+++ Provided material +++

//! Video media: playback clocks and opening video files.
//!
//! Frames are never decoded. The editor needs a duration and a clock that
//! can be played, paused and seeked.

mod clock;
mod container;

use thiserror::Error;

use crate::model::FileHandle;

pub use clock::WallClock;
pub use container::FfmpegOpener;

/// Errors that can occur when opening a video file.
#[derive(Error, Debug)]
pub enum MediaError {
    /// FFmpeg could not open or demux the file
    #[error("FFmpeg error: {0}")]
    Ffmpeg(#[from] ffmpeg_next::Error),

    /// The container holds no video stream
    #[error("No video stream found")]
    NoVideoStream,

    /// The container does not report a usable duration
    #[error("Video duration is unknown")]
    UnknownDuration,
}

/// A playback clock for a loaded video.
///
/// Mirrors the subset of a media element the player relies on.
pub trait MediaClock {
    /// Total duration in seconds.
    fn duration(&self) -> f64;
    /// Current playback position in seconds.
    fn current_time(&self) -> f64;
    /// Seek to a position in seconds.
    fn set_current_time(&mut self, seconds: f64);
    /// Start or resume playback.
    fn play(&mut self);
    /// Pause playback, keeping the position.
    fn pause(&mut self);
    /// Whether playback is stopped (paused or ended).
    fn is_paused(&self) -> bool;
    /// Whether the position has reached the end.
    fn is_ended(&self) -> bool;
}

/// Opens video files into playback clocks.
pub trait MediaOpener {
    /// Open a video file. The caller has already checked the MIME type.
    fn open(&self, file: &FileHandle) -> Result<Box<dyn MediaClock>, MediaError>;
}

/// A video owned by the player for the length of its session.
pub struct MediaAsset {
    /// The file the asset was opened from
    pub file: FileHandle,
    /// Frames per second used for frame indexing
    pub frame_rate: f64,
    /// Live playback clock
    pub clock: Box<dyn MediaClock>,
}

impl MediaAsset {
    pub fn new(file: FileHandle, frame_rate: f64, clock: Box<dyn MediaClock>) -> Self {
        Self {
            file,
            frame_rate,
            clock,
        }
    }

    /// Total duration in seconds.
    pub fn duration(&self) -> f64 {
        self.clock.duration()
    }
}

impl std::fmt::Debug for MediaAsset {
    fn fmt(&self, f: &mut std::fmt::Formatter<'_>) -> std::fmt::Result {
        f.debug_struct("MediaAsset")
            .field("file", &self.file.name)
            .field("frame_rate", &self.frame_rate)
            .field("duration", &self.clock.duration())
            .finish()
    }
}

impl Drop for MediaAsset {
    fn drop(&mut self) {
        self.clock.pause();
        log::debug!("Released media asset {}", self.file.name);
    }
}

+++

■ **Aim of the task**:
Every line above has to be restated word for word.

■ **Result for this task**:
//! Video media: playback clocks and opening video files.
//!
//! Frames are never decoded. The editor needs a duration and a clock that
//! can be played, paused and seeked.

mod clock;
mod container;

use thiserror::Error;

use crate::model::FileHandle;

pub use clock::WallClock;
pub use container::FfmpegOpener;

/// Errors that can occur when opening a video file.
#[derive(Error, Debug)]
pub enum MediaError {
    /// FFmpeg could not open or demux the file
    #[error("FFmpeg error: {0}")]
    Ffmpeg(#[from] ffmpeg_next::Error),

    /// The container holds no video stream
    #[error("No video stream found")]
    NoVideoStream,

    /// The container does not report a usable duration
    #[error("Video duration is unknown")]
    UnknownDuration,
}

/// A playback clock for a loaded video.
///
/// Mirrors the subset of a media element the player relies on.
pub trait MediaClock {
    /// Total duration in seconds.
    fn duration(&self) -> f64;
    /// Current playback position in seconds.
    fn current_time(&self) -> f64;
    /// Seek to a position in seconds.
    fn set_current_time(&mut self, seconds: f64);
    /// Start or resume playback.
    fn play(&mut self);
    /// Pause playback, keeping the position.
    fn pause(&mut self);
    /// Whether playback is stopped (paused or ended).
    fn is_paused(&self) -> bool;
    /// Whether the position has reached the end.
    fn is_ended(&self) -> bool;
}

/// Opens video files into playback clocks.
pub trait MediaOpener {
    /// Open a video file. The caller has already checked the MIME type.
    fn open(&self, file: &FileHandle) -> Result<Box<dyn MediaClock>, MediaError>;
}

/// A video owned by the player for the length of its session.
pub struct MediaAsset {
    /// The file the asset was opened from
    pub file: FileHandle,
    /// Frames per second used for frame indexing
    pub frame_rate: f64,
    /// Live playback clock
    pub clock: Box<dyn MediaClock>,
}

impl MediaAsset {
    pub fn new(file: FileHandle, frame_rate: f64, clock: Box<dyn MediaClock>) -> Self {
        Self {
            file,
            frame_rate,
            clock,
        }
    }

    /// Total duration in seconds.
    pub fn duration(&self) -> f64 {
        self.clock.duration()
    }
}

impl std::fmt::Debug for MediaAsset {
    fn fmt(&self, f: &mut std::fmt::Formatter<'_>) -> std::fmt::Result {
        f.debug_struct("MediaAsset")
            .field("file", &self.file.name)
            .field("frame_rate", &self.frame_rate)
            .field("duration", &self.clock.duration())
            .finish()
    }
}

impl Drop for MediaAsset {
    fn drop(&mut self) {
        self.clock.pause();
        log::debug!("Released media asset {}", self.file.name);
    }
}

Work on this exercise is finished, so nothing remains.